Ulisses soltou uma gargalhada alta e eu abri meu próprio sorriso, que sumiu assim que vi Fábio. Pisei duro na direção daquele desgraçado e esbofeteei a cara dele.

— Flor de Lis! Na frente da menina, rapaz! — exclamou minha mãe enquanto Florzinha começava a chorar.

— É, Lis — concordou tia Margarida. — Vai lá fora com ele e acaba com a raça desse safado!

— Olhe... Eu tô aqui quieto e em nenhum momento eu faltei respeito com a senhora. Até porque eu tenho a maior consideração por dona Rosa — disse Fábio para minha tia enquanto massageava a marca da minha mão estampada em seu rosto.

— Consideração?! E tu tem consideração com ninguém, murrinha! — gritei.

— Tô vendo que eu devia mesmo era ter levado ela de vez, nessa merda!

Parti para cima de Fábio e ele me segurou pelos ombros, sem conseguir desviar dos socos que eu desferi contra seu rosto.

— Eu vou lascar no meio isso que tu chama de cabeça, que nem um coco seco. Só assim eu separo as quengas de uma vez!

— Como assim? — perguntou Ulisses para minha mãe.

— Quenga é a casca do coco — explicou ela.

— Sei não... Eu acho que ela tá falando é das raparigas mesmo — disse tia Margarida.

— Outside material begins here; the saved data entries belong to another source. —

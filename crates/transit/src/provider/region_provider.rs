//! The region provider contract.

use std::future::Future;
use std::pin::Pin;
use std::sync::Arc;

use crate::decode::DecodeError;
use crate::identifiers::RegionIdentifier;
use crate::models::region::Region;
use crate::models::types::TransitError;

pub type BoxFuture<'a, T> = Pin<Box<dyn Future<Output = T> + Send + 'a>>;

#[derive(Debug, thiserror::Error)]
pub enum RefreshError {
    #[error("failed to fetch regions: {0}")]
    Fetch(#[source] TransitError),

    #[error("failed to decode regions: {0}")]
    Decode(#[from] DecodeError),
}

#[derive(Debug, thiserror::Error)]
pub enum SelectionError {
    #[error("region {0} is not in the current region list")]
    UnknownRegion(RegionIdentifier),

    #[error("region {0} is not active")]
    Inactive(RegionIdentifier),

    #[error("failed to persist region selection: {0}")]
    Persist(#[source] TransitError),
}

/// Source of the known regions and the user's current one.
///
/// Reads are synchronous snapshots of cached state. The mutating calls are
/// single-shot: nothing is retried, and dropping the returned future
/// abandons the request.
pub trait RegionProvider: Send + Sync {
    fn regions(&self) -> Vec<Arc<Region>>;

    fn current_region(&self) -> Option<Arc<Region>>;

    /// Repopulate [`regions`](Self::regions) from the upstream source.
    fn refresh_regions(&self) -> BoxFuture<'_, Result<(), RefreshError>>;

    /// Validate and commit a new current region.
    fn set_current_region(&self, region: Arc<Region>) -> BoxFuture<'_, Result<(), SelectionError>>;
}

Em meio à algazarra que tomava conta da sala, ouvi um grito que partiu meu coração. Olhei para baixo e vi Flor agarrada com um de seus braços na minha perna esquerda e seu outro braço na perna direita do pai, gritando, com lágrimas jorrando de seus olhos:

— Para de brigar! Para de brigar!

— Vocês não estão ouvindo a menina, não? — reclamou minha mãe, pegando Flor em seus braços. —Tenham vergonha, vocês dois!

Corri até Flor e a puxei para meus braços, Fábio estava ao meu lado.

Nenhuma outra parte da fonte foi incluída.